De slotsom is dat het vonnis waarvan [appellant] in beroep is gekomen zal worden vernietigd en dat de vordering alsnog zal worden toegewezen, de gevorderde rente inbegrepen, nu daartegen geen verweer is gevoerd. [geïntimeerde] zal als de in het ongelijk gestelde partij worden veroordeeld in de kosten van beide instanties.
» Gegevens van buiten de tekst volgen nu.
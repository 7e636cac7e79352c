//! Network transport seam for outbound calls.
//!
//! The resilient executor only depends on [`Transport`]; production code uses
//! [`ReqwestTransport`], tests substitute scripted transports.

use std::future::Future;
use std::time::Duration;

use thiserror::Error;

use crate::http::request::RequestDescriptor;
use crate::http::response::RawResponse;

/// No response was received (DNS, refused connection, TLS, timeout, body read).
#[derive(Debug, Clone, PartialEq, Eq, Error)]
#[error("{0}")]
pub struct TransportError(pub String);

impl From<reqwest::Error> for TransportError {
    fn from(e: reqwest::Error) -> Self {
        TransportError(e.to_string())
    }
}

/// Performs a single network attempt and reads the whole body.
pub trait Transport: Send + Sync {
    fn send(
        &self,
        request: &RequestDescriptor,
    ) -> impl Future<Output = Result<RawResponse, TransportError>> + Send;
}

impl<T: Transport> Transport for std::sync::Arc<T> {
    fn send(
        &self,
        request: &RequestDescriptor,
    ) -> impl Future<Output = Result<RawResponse, TransportError>> + Send {
        (**self).send(request)
    }
}

/// `reqwest`-backed transport.
#[derive(Debug, Clone)]
pub struct ReqwestTransport {
    client: reqwest::Client,
}

impl ReqwestTransport {
    pub fn new(client: reqwest::Client) -> Self {
        Self { client }
    }

    /// Client whose every attempt is bounded by `timeout`.
    pub fn with_timeout(timeout: Duration) -> Result<Self, TransportError> {
        let client = reqwest::Client::builder().timeout(timeout).build()?;
        Ok(Self::new(client))
    }
}

impl Default for ReqwestTransport {
    fn default() -> Self {
        Self::new(reqwest::Client::new())
    }
}

impl Transport for ReqwestTransport {
    async fn send(&self, request: &RequestDescriptor) -> Result<RawResponse, TransportError> {
        let mut builder = self.client.request(request.method.clone(), &request.url);
        for (name, value) in &request.headers {
            builder = builder.header(name.as_str(), value.as_str());
        }
        if let Some(body) = &request.body {
            builder = builder.body(body.clone());
        }

        let response = builder.send().await?;
        let status = response.status();
        let content_type = response
            .headers()
            .get(reqwest::header::CONTENT_TYPE)
            .and_then(|v| v.to_str().ok())
            .map(str::to_string);
        let body = response.text().await?;

        Ok(RawResponse {
            status: status.as_u16(),
            status_text: status.canonical_reason().unwrap_or("").to_string(),
            content_type,
            body,
        })
    }
}
//! Structured logging.
//!
//! `RUST_LOG` wins over the configured level so operators can raise verbosity
//! without editing the config file.

use tracing_subscriber::{layer::SubscriberExt, util::SubscriberInitExt, EnvFilter};

use crate::config::ObservabilityConfig;

/// Filter directive for the configured level.
pub fn default_directive(config: &ObservabilityConfig) -> String {
    format!("esim_gateway={level},tower_http={level}", level = config.log_level)
}

/// Install the global subscriber. Safe to call more than once.
pub fn init_logging(config: &ObservabilityConfig) {
    let filter = EnvFilter::try_from_default_env()
        .unwrap_or_else(|_| EnvFilter::new(default_directive(config)));

    let _ = tracing_subscriber::registry()
        .with(filter)
        .with(tracing_subscriber::fmt::layer().with_target(false))
        .try_init();
}

#[cfg(test)]
mod tests {
    use super::*;

    #[test]
    fn test_default_directive() {
        let config = ObservabilityConfig {
            log_level: "debug".to_string(),
            ..ObservabilityConfig::default()
        };
        assert_eq!(default_directive(&config), "esim_gateway=debug,tower_http=debug");
    }

    #[test]
    fn test_init_twice_is_harmless() {
        let config = ObservabilityConfig::default();
        init_logging(&config);
        init_logging(&config);
    }
}
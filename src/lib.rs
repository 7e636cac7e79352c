//! eSIM reseller gateway library.
//!
//! Resilient access to a connectivity reseller API (token caching, retries
//! with capped exponential backoff, safe response parsing), an authenticated
//! proxy for browser sessions and a payment webhook that turns paid checkouts
//! into eSIM orders or top-ups.

pub mod config;
pub mod http;
pub mod lifecycle;
pub mod observability;
pub mod payments;
pub mod reseller;
pub mod resilience;

pub use config::schema::GatewayConfig;
pub use http::HttpServer;
pub use lifecycle::Shutdown;
pub use reseller::ResellerClient;
pub use resilience::{resilient_fetch, ExecutionResult, RetryPolicy};
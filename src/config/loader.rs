//! Configuration loading from disk and environment.

use std::fs;
use std::path::Path;

use thiserror::Error;

use crate::config::schema::GatewayConfig;
use crate::config::validation::{validate_config, ValidationError};

/// Environment variables that override file values. Secrets belong here.
pub const ENV_RESELLER_API_URL: &str = "RESELLER_API_URL";
pub const ENV_RESELLER_CLIENT_ID: &str = "RESELLER_CLIENT_ID";
pub const ENV_RESELLER_CLIENT_SECRET: &str = "RESELLER_CLIENT_SECRET";
pub const ENV_GATEWAY_API_KEY: &str = "GATEWAY_API_KEY";
pub const ENV_PAYMENT_WEBHOOK_SECRET: &str = "PAYMENT_WEBHOOK_SECRET";

/// Error type for configuration loading.
#[derive(Debug, Error)]
pub enum ConfigError {
    #[error("IO error: {0}")]
    Io(#[from] std::io::Error),

    #[error("Parse error: {0}")]
    Parse(#[from] toml::de::Error),

    #[error("Validation failed: {}", join_errors(.0))]
    Validation(Vec<ValidationError>),
}

fn join_errors(errors: &[ValidationError]) -> String {
    errors
        .iter()
        .map(|e| e.to_string())
        .collect::<Vec<_>>()
        .join(", ")
}

/// Load a TOML file, apply environment overrides, then validate.
pub fn load_config(path: &Path) -> Result<GatewayConfig, ConfigError> {
    let content = fs::read_to_string(path)?;
    let mut config: GatewayConfig = toml::from_str(&content)?;

    apply_env_overrides(&mut config, |key| std::env::var(key).ok());
    validate_config(&config).map_err(ConfigError::Validation)?;

    tracing::debug!(path = %path.display(), "Configuration loaded");
    Ok(config)
}

/// Defaults plus environment overrides, for running without a file.
pub fn from_env() -> Result<GatewayConfig, ConfigError> {
    let mut config = GatewayConfig::default();
    apply_env_overrides(&mut config, |key| std::env::var(key).ok());
    validate_config(&config).map_err(ConfigError::Validation)?;
    Ok(config)
}

/// Overlay non-empty values returned by `lookup` onto `config`.
pub fn apply_env_overrides<F>(config: &mut GatewayConfig, lookup: F)
where
    F: Fn(&str) -> Option<String>,
{
    let get = |key: &str| lookup(key).filter(|v| !v.trim().is_empty());

    if let Some(v) = get(ENV_RESELLER_API_URL) {
        config.reseller.base_url = v;
    }
    if let Some(v) = get(ENV_RESELLER_CLIENT_ID) {
        config.reseller.client_id = v;
    }
    if let Some(v) = get(ENV_RESELLER_CLIENT_SECRET) {
        config.reseller.client_secret = v;
    }
    if let Some(v) = get(ENV_GATEWAY_API_KEY) {
        config.server.api_key = v;
    }
    if let Some(v) = get(ENV_PAYMENT_WEBHOOK_SECRET) {
        config.payments.webhook_secret = v;
    }
}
Het beroep van [geïntimeerde] op artikel 6:207 BW wordt verworpen, omdat [geïntimeerde] bij het verkrijgen van de machtiging van [V] genoegen heeft genomen met een door [V] opgegeven girorekeningnummer, zonder tenaamstelling van die rekening en zonder de juistheid van die rekening te verifiëren, ook nadat zij betalingen ontving van een rekening die op naam van [appellant] (in plaats van op naam van [V]) was gesteld.
11.
Het hof gaat voorbij aan de bewijsaanbiedingen van [geïntimeerde], nu geen gespecificeerd bewijs is aangeboden van feiten die, indien bewezen, kunnen leiden tot een andere beslissing.

Beslissing

Het hof:
- vernietigt het tussen partijen gewezen vonnis van de rechtbank Den Haag, sector kanton, locatie Den Haag van 12 november 2012;
en
opnieuw rechtdoende:
  • veroordeelt [geïntimeerde] te betalen aan [appellant] een bedrag van € 11.449,23, vermeerderd met de wettelijke rente daarover vanaf 10 maart 2011 tot aan de dag van volledige betaling;
  • veroordeelt [geïntimeerde] in de kosten van het geding in eerste aanleg, aan de zijde van [appellant] tot op 12 november 2012 begroot op € 161,81 aan verschotten en € 1.050,- aan salaris advocaat;
  • veroordeelt [geïntimeerde] in de kosten van het geding in hoger beroep, aan de zijde van [appellant] tot op heden begroot op € 391,82 aan verschotten en € 632,- aan salaris advocaat;
  • verklaart dit arrest uitvoerbaar bij voorraad.
Dit arrest is gewezen door mrs. M. Flipse, M.J. van der Ven en H.M. Wattendorff en is uitgesproken ter openbare terechtzitting van 22 april 2014 in aanwezigheid van de griffier.